Universities are as guilty as the journal publishers. They force graduates to return to university to stay up-to-date, rather than letting us use the learning we've acquired to stay up-to-date through independent study.
Individuals can pay $20 for a single article, or $700 per year for access to a single journal from a single computer.
A university library system only pays a few thousand dollars for annual access to dozens of related journals.
We face an enormous problem in the form of bogus copyright claims from institutions, publishers, museums and companies like Google. Derived works have no copyright of their own but supposedly a scan (and how much more derived can you get?) is magically granted copyright status. Bollocks.
Nothing wrong with copyright as a general concept, but the files he has uploaded simply are out of copyright and should be available. If the Royal Soc. can't cover their costs for archiving a single paper in the 70+ years they legally own it then there's something wrong and holding the papers to ransom isn't the solution.
The whole scientific publishing "business" is sort of broken -- at least for the tax payer, although not for the publishers, apparently.
The way it is now, the taxpayer pays TWICE for the information to be published:
- the first time around: there are, usually, fees for authors to publish, and they can run into the hundreds of dollars, when not more than $1000. Said fees are paid with grant money, which usually comes from government bodies (in my case, NIH and NSF, for example).
- the second time they pay: to read the papers, you have to subscribe, or be part of an institution that subscribes, to that journal. Public universities (or those that receive public money) could be using tax money again to pay for access to those papers. To buy an individual paper is ridiculously expensive, I usually see $30 as the price, never less than $15 or so. Hell, you can almost subscribe to some journals for that amount (the Systematic Biology journal for example is $40 to $60 a year, depending of your functional status).
One alternative being tried right now is the open access model. The author pays more to publish, but it is guaranteed that the paper can be accessed by anyone with an Internet connection. I got a paper accepted yesterday in one such journal -- it will cost about $1300 to publish that paper there, but at least we know we, or anyone else, won't be locked out of our work.
Now call me silly if you will, but could the government (or funder) not require the write-ups to be made available within said public universities and libraries? OK, so that wouldn't necessarily be in the prestigious journal, but science isn't for the glory (or so we the taxpayer are told).
Here in Blighty, the loss of "Royal" from the said society could be the stick to at least not pay twice for submission...
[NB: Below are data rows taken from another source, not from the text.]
use anyhow::{bail, Result};
use ndarray::{Array1, Array2, ArrayView1};
use stablegen_llm::{
    generate, generate_detailed, Checkpoint, GenerateError, GenerationParams, ModelConfig,
    MultinomialSampler, Sampler, Scorer, StopReason, WindowPolicy,
};
use std::collections::VecDeque;

/// Returns the same logits for every position and records each context it sees.
struct FixedScorer {
    logits: Array1<f32>,
    contexts: Vec<Vec<usize>>,
}

impl FixedScorer {
    fn uniform(vocab: usize) -> Self {
        Self::new(vec![0.0; vocab])
    }

    fn new(logits: Vec<f32>) -> Self {
        Self {
            logits: Array1::from(logits),
            contexts: Vec::new(),
        }
    }
}

impl Scorer for FixedScorer {
    fn vocab_size(&self) -> usize {
        self.logits.len()
    }

    fn forward(&mut self, context: &[usize]) -> Result<Array2<f32>> {
        self.contexts.push(context.to_vec());
        let rows = context.len();
        let mut out = Array2::zeros((rows, self.logits.len()));
        for mut row in out.rows_mut() {
            row.assign(&self.logits);
        }
        Ok(out)
    }
}

/// Plays back a fixed list of token ids, repeating the last one.
struct ScriptedSampler {
    script: VecDeque<usize>,
    last: usize,
    seen: Vec<Array1<f32>>,
}

impl ScriptedSampler {
    fn new(script: &[usize]) -> Self {
        Self {
            script: script.iter().copied().collect(),
            last: *script.last().unwrap_or(&0),
            seen: Vec::new(),
        }
    }
}

impl Sampler for ScriptedSampler {
    fn sample(&mut self, probs: ArrayView1<'_, f32>) -> usize {
        self.seen.push(probs.to_owned());
        match self.script.pop_front() {
            Some(token) => token,
            None => self.last,
        }
    }
}

#[test]
fn worked_example_appends_sampled_tokens() -> Result<()> {
    let mut scorer = FixedScorer::uniform(16);
    let mut sampler = ScriptedSampler::new(&[7]);
    let params = GenerationParams::new(2, 10);

    let out = generate(&mut scorer, &mut sampler, &[5, 9, 2], &params)?;
    assert_eq!(out, vec![5, 9, 2, 7, 7]);
    assert_eq!(scorer.contexts, vec![vec![5, 9, 2], vec![5, 9, 2, 7]]);
    Ok(())
}

#[test]
fn scripted_sampler_makes_output_deterministic() -> Result<()> {
    let script = [3, 1, 4, 1, 5, 9, 2, 6];
    let params = GenerationParams::new(8, 64).with_top_k(Some(4));

    let first = generate(
        &mut FixedScorer::uniform(10),
        &mut ScriptedSampler::new(&script),
        &[0, 0],
        &params,
    )?;
    let second = generate(
        &mut FixedScorer::uniform(10),
        &mut ScriptedSampler::new(&script),
        &[0, 0],
        &params,
    )?;
    assert_eq!(first, second);
    assert_eq!(&first[2..], &script);
    Ok(())
}

#[test]
fn output_length_and_prefix_hold_without_eos() -> Result<()> {
    let prompts: [&[usize]; 3] = [&[1], &[4, 2], &[9, 8, 7, 6, 5]];
    for prompt in prompts {
        for max_new in [0usize, 1, 3, 12] {
            let mut sampler = MultinomialSampler::seeded(17);
            let params = GenerationParams::new(max_new, 4).with_temperature(0.7);
            let out = generate(&mut FixedScorer::uniform(10), &mut sampler, prompt, &params)?;
            assert_eq!(out.len(), prompt.len() + max_new);
            assert_eq!(&out[..prompt.len()], prompt);
        }
    }
    Ok(())
}

#[test]
fn eos_truncates_and_is_kept() -> Result<()> {
    let prompt = [4, 4, 4];
    let eos = 2;
    // EOS at absolute position k = 5.
    let mut sampler = ScriptedSampler::new(&[6, 7, eos, 8]);
    let params = GenerationParams::new(10, 32).with_eos_id(Some(eos));

    let generation = generate_detailed(&mut FixedScorer::uniform(10), &mut sampler, &prompt, &params)?;
    assert_eq!(generation.tokens, vec![4, 4, 4, 6, 7, eos]);
    assert_eq!(generation.tokens.len(), 5 + 1);
    assert_eq!(generation.stop_reason, StopReason::Eos);
    Ok(())
}

#[test]
fn eos_never_sampled_runs_to_the_budget() -> Result<()> {
    let params = GenerationParams::new(4, 32).with_eos_id(Some(2));
    let generation = generate_detailed(
        &mut FixedScorer::uniform(10),
        &mut ScriptedSampler::new(&[5]),
        &[1],
        &params,
    )?;
    assert_eq!(generation.tokens, vec![1, 5, 5, 5, 5]);
    assert_eq!(generation.stop_reason, StopReason::MaxNewTokens);
    Ok(())
}

#[test]
fn top_k_leaves_only_the_highest_logits_eligible() -> Result<()> {
    let mut scorer = FixedScorer::new(vec![0.1, 2.0, -1.0, 3.5, 0.7, 2.5]);
    let mut sampler = ScriptedSampler::new(&[3]);
    let params = GenerationParams::new(1, 8).with_top_k(Some(3));
    generate(&mut scorer, &mut sampler, &[0], &params)?;

    let probs = &sampler.seen[0];
    let eligible: Vec<usize> = (0..probs.len()).filter(|&i| probs[i] > 0.0).collect();
    assert_eq!(eligible, vec![1, 3, 5]);
    assert!((probs.sum() - 1.0).abs() < 1e-5);
    Ok(())
}

#[test]
fn top_k_above_vocab_size_is_clamped() -> Result<()> {
    let mut sampler = ScriptedSampler::new(&[0]);
    let params = GenerationParams::new(1, 8).with_top_k(Some(1000));
    generate(&mut FixedScorer::new(vec![1.0, 2.0, 3.0]), &mut sampler, &[0], &params)?;
    assert!(sampler.seen[0].iter().all(|p| *p > 0.0));
    Ok(())
}

#[test]
fn low_temperature_converges_to_argmax() -> Result<()> {
    let logits = vec![0.3, 1.2, 0.9, 1.1];
    let mut sampler = MultinomialSampler::seeded(1234);
    let params = GenerationParams::new(200, 512).with_temperature(1e-3);

    let out = generate(&mut FixedScorer::new(logits), &mut sampler, &[0], &params)?;
    assert!(out[1..].iter().all(|&t| t == 1));
    Ok(())
}

#[test]
fn long_prompt_is_cropped_from_the_first_step() -> Result<()> {
    let prompt: Vec<usize> = (0..10).collect();
    let mut scorer = FixedScorer::uniform(16);
    let params = GenerationParams::new(5, 4);
    let out = generate(&mut scorer, &mut ScriptedSampler::new(&[11, 12, 13, 14, 15]), &prompt, &params)?;

    assert_eq!(out.len(), 15);
    assert!(scorer.contexts.iter().all(|c| c.len() <= 4));
    assert_eq!(scorer.contexts[0], vec![6, 7, 8, 9]);
    assert_eq!(scorer.contexts[3], vec![9, 11, 12, 13]);
    assert_eq!(scorer.contexts[4], vec![11, 12, 13, 14]);
    Ok(())
}

#[test]
fn short_prompt_window_slides_once_generation_outgrows_it() -> Result<()> {
    let mut scorer = FixedScorer::uniform(8);
    let params = GenerationParams::new(6, 3);
    generate(&mut scorer, &mut MultinomialSampler::seeded(3), &[1, 2], &params)?;

    let lengths: Vec<usize> = scorer.contexts.iter().map(Vec::len).collect();
    assert_eq!(lengths, vec![2, 3, 3, 3, 3, 3]);
    Ok(())
}

#[test]
fn prompt_length_policy_keeps_growing_context() -> Result<()> {
    let mut scorer = FixedScorer::uniform(8);
    let params = GenerationParams::new(4, 3).with_window(WindowPolicy::PromptLength);
    generate(&mut scorer, &mut MultinomialSampler::seeded(3), &[1, 2], &params)?;

    let lengths: Vec<usize> = scorer.contexts.iter().map(Vec::len).collect();
    assert_eq!(lengths, vec![2, 3, 4, 5]);
    Ok(())
}

#[test]
fn zero_new_tokens_returns_prompt_without_scoring() -> Result<()> {
    let mut scorer = FixedScorer::uniform(8);
    let out = generate(
        &mut scorer,
        &mut ScriptedSampler::new(&[1]),
        &[3, 1, 4],
        &GenerationParams::new(0, 8),
    )?;
    assert_eq!(out, vec![3, 1, 4]);
    assert!(scorer.contexts.is_empty());
    Ok(())
}

struct FailingScorer;

impl Scorer for FailingScorer {
    fn vocab_size(&self) -> usize {
        4
    }

    fn forward(&mut self, _context: &[usize]) -> Result<Array2<f32>> {
        bail!("out of memory")
    }
}

#[test]
fn scorer_failures_propagate() {
    let err = generate(
        &mut FailingScorer,
        &mut ScriptedSampler::new(&[0]),
        &[1],
        &GenerationParams::new(3, 8),
    )
    .unwrap_err();
    assert!(matches!(err, GenerateError::Scorer(_)));
    assert!(err.to_string().contains("out of memory"));
}

#[test]
fn nan_logits_are_reported_not_sampled() {
    let mut scorer = FixedScorer::new(vec![f32::NAN, 1.0, 2.0]);
    let err = generate(
        &mut scorer,
        &mut MultinomialSampler::seeded(1),
        &[1],
        &GenerationParams::new(3, 8),
    )
    .unwrap_err();
    assert!(matches!(err, GenerateError::DegenerateDistribution { position: 1 }));
}

#[test]
fn fully_masked_logits_are_reported_not_sampled() {
    let mut scorer = FixedScorer::new(vec![f32::NEG_INFINITY; 3]);
    let mut sampler = ScriptedSampler::new(&[0]);
    let err = generate(&mut scorer, &mut sampler, &[1, 2], &GenerationParams::new(3, 8))
        .unwrap_err();
    assert!(matches!(err, GenerateError::DegenerateDistribution { position: 2 }));
    assert!(sampler.seen.is_empty());
}

struct OneRowScorer;

impl Scorer for OneRowScorer {
    fn vocab_size(&self) -> usize {
        4
    }

    fn forward(&mut self, _context: &[usize]) -> Result<Array2<f32>> {
        Ok(Array2::zeros((1, 4)))
    }
}

#[test]
fn wrongly_shaped_logits_are_rejected() {
    let err = generate(
        &mut OneRowScorer,
        &mut ScriptedSampler::new(&[0]),
        &[1, 2],
        &GenerationParams::new(1, 8),
    )
    .unwrap_err();
    assert!(matches!(
        err,
        GenerateError::LogitShape {
            rows: 2,
            vocab: 4,
            got: (1, 4)
        }
    ));
}

#[test]
fn reference_transformer_generates_reproducibly() -> Result<()> {
    let config = ModelConfig {
        block_size: 8,
        ..ModelConfig::tiny()
    };
    let (mut scorer, tokenizer) = Checkpoint::random(config, 21).into_parts()?;
    let prompt = tokenizer.encode("hello my name is");
    let params = GenerationParams::new(12, 8)
        .with_temperature(0.8)
        .with_top_k(Some(20));

    let a = generate(&mut scorer, &mut MultinomialSampler::seeded(1234), &prompt, &params)?;
    let b = generate(&mut scorer, &mut MultinomialSampler::seeded(1234), &prompt, &params)?;
    assert_eq!(a, b);
    assert_eq!(a.len(), prompt.len() + 12);
    assert!(a.iter().all(|&t| t < 128));
    Ok(())
}
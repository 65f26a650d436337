//! CLI wiring: load a checkpoint, then sample continuations of a prompt.

use anyhow::{Context, Result};
use clap::Parser;
use stablegen_llm::{
    generate_detailed, Checkpoint, GenerationParams, ModelConfig, MultinomialSampler,
    WindowPolicy,
};
use std::path::PathBuf;
use std::time::Instant;
use tracing::{info, warn};

#[derive(Parser, Debug)]
#[command(name = "stablegen", about = "Sample text continuations from a causal language model")]
pub struct Cli {
    /// The prompt to continue.
    #[arg(long, default_value = "Hello, my name is")]
    pub prompt: String,
    /// How many independent samples to draw.
    #[arg(long, default_value_t = 1)]
    pub num_samples: usize,
    /// Generation steps per sample.
    #[arg(long, default_value_t = 50)]
    pub max_new_tokens: usize,
    /// Sample only among the k most likely tokens.
    #[arg(long, default_value_t = 200)]
    pub top_k: usize,
    /// Higher values give more random samples.
    #[arg(long, default_value_t = 0.8)]
    pub temperature: f32,
    /// Directory with model_config.json, model.safetensors and vocab.json.
    /// Without it a tiny randomly initialised model is used.
    #[arg(long)]
    pub checkpoint_dir: Option<PathBuf>,
    /// Seed for the sampling RNG.
    #[arg(long, default_value_t = 1234)]
    pub seed: u64,
    /// Stop a sample as soon as the vocabulary's <eos> token is drawn.
    #[arg(long, default_value_t = false)]
    pub stop_at_eos: bool,
    #[arg(long, value_enum, default_value = "current-length")]
    pub window_policy: WindowArg,
}

#[derive(clap::ValueEnum, Clone, Copy, Debug)]
pub enum WindowArg {
    CurrentLength,
    PromptLength,
}

impl From<WindowArg> for WindowPolicy {
    fn from(value: WindowArg) -> WindowPolicy {
        match value {
            WindowArg::CurrentLength => WindowPolicy::CurrentLength,
            WindowArg::PromptLength => WindowPolicy::PromptLength,
        }
    }
}

pub fn run_cli(cli: Cli) -> Result<()> {
    tracing_subscriber::fmt::fmt()
        .with_env_filter(
            tracing_subscriber::EnvFilter::try_from_default_env()
                .unwrap_or_else(|_| tracing_subscriber::EnvFilter::new("info")),
        )
        .with_target(false)
        .with_writer(std::io::stderr)
        .init();

    let checkpoint = match &cli.checkpoint_dir {
        Some(dir) => Checkpoint::load(dir)
            .with_context(|| format!("failed to load checkpoint from {}", dir.display()))?,
        None => {
            warn!("no --checkpoint-dir given; using random weights (not pretrained)");
            Checkpoint::random(ModelConfig::tiny(), cli.seed)
        }
    };
    let (mut scorer, tokenizer) = checkpoint.into_parts()?;
    let block_size = scorer.config().block_size;

    let encoded_prompt = tokenizer.encode(&cli.prompt);
    info!(prompt = %cli.prompt, tokens = encoded_prompt.len(), "prompt encoded");

    let params = GenerationParams::new(cli.max_new_tokens, block_size)
        .with_temperature(cli.temperature)
        .with_top_k(Some(cli.top_k))
        .with_eos_id(cli.stop_at_eos.then(|| tokenizer.eos_id()))
        .with_window(cli.window_policy.into());

    let mut sampler = MultinomialSampler::seeded(cli.seed);
    for i in 0..cli.num_samples {
        let start = Instant::now();
        let generation = generate_detailed(&mut scorer, &mut sampler, &encoded_prompt, &params)?;
        let seconds = start.elapsed().as_secs_f64();

        println!("{}", tokenizer.decode(&generation.tokens));
        let tokens_per_sec = if seconds > 0.0 {
            generation.num_generated() as f64 / seconds
        } else {
            0.0
        };
        info!(
            stop_reason = ?generation.stop_reason,
            "Time for inference {}: {:.02} sec total, {:.02} tokens/sec",
            i + 1,
            seconds,
            tokens_per_sec
        );
    }

    Ok(())
}
//! Autoregressive text generation from a causal language model.
//!
//! The core is [`generate`]: given a prompt it asks a [`Scorer`] for next-token
//! logits, shapes them with temperature and top-k, and samples one token at a
//! time until `max_new_tokens` is exhausted or the EOS token appears.
//!
//! The crate also ships a small reference transformer ([`TransformerScorer`]),
//! safetensors weight loading and a word-level tokenizer so a checkpoint
//! directory can be run end to end.

pub mod block;
pub mod buffer;
pub mod checkpoint;
pub mod config;
pub mod error;
pub mod generate;
pub mod model;
pub mod rope;
pub mod sampling;
pub mod tokenizer;
pub mod weights;

pub use buffer::{TokenBuffer, WindowPolicy};
pub use checkpoint::Checkpoint;
pub use config::ModelConfig;
pub use error::{GenerateError, GenerateResult};
pub use generate::{generate, generate_detailed, Generation, GenerationParams, Scorer, StopReason};
pub use model::TransformerScorer;
pub use sampling::{MultinomialSampler, Sampler};
pub use tokenizer::WordTokenizer;
pub use weights::ModelWeights;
Well, that would be possible, of course. Sort of like arXiv or the like, sure (there's nothing like that, significant, in my area: biological sciences). But libraries and universities don't usually do typesetting, proofing, editing, peer reviewing (which, for good or evil, is going to continue being the system in publishing), distributing (how are the guys in China going to read your paper, or you theirs? At least a website has to be set up and managed), etc. My boss is one who always keeps saying that we should get away from journals and just put research results on web pages. Too big of a cultural shift, but might happen with time.
And, I forgot to mention in my first post, even if the public institutions do not subscribe for the content, you will still pay twice for it if you need it: first with your taxes that went to fund the work and pay for publication fees, and then when you pay again to privately access the content.
We set up http://knowledgeblog.org in an attempt to overcome the problems of posting to the web. At heart it justs uses Wordpress, but we have added a system to manage peer-review, DOIs (technologically useless but good for social reasons), a system for doing references. We are searchable and archived by the British Library.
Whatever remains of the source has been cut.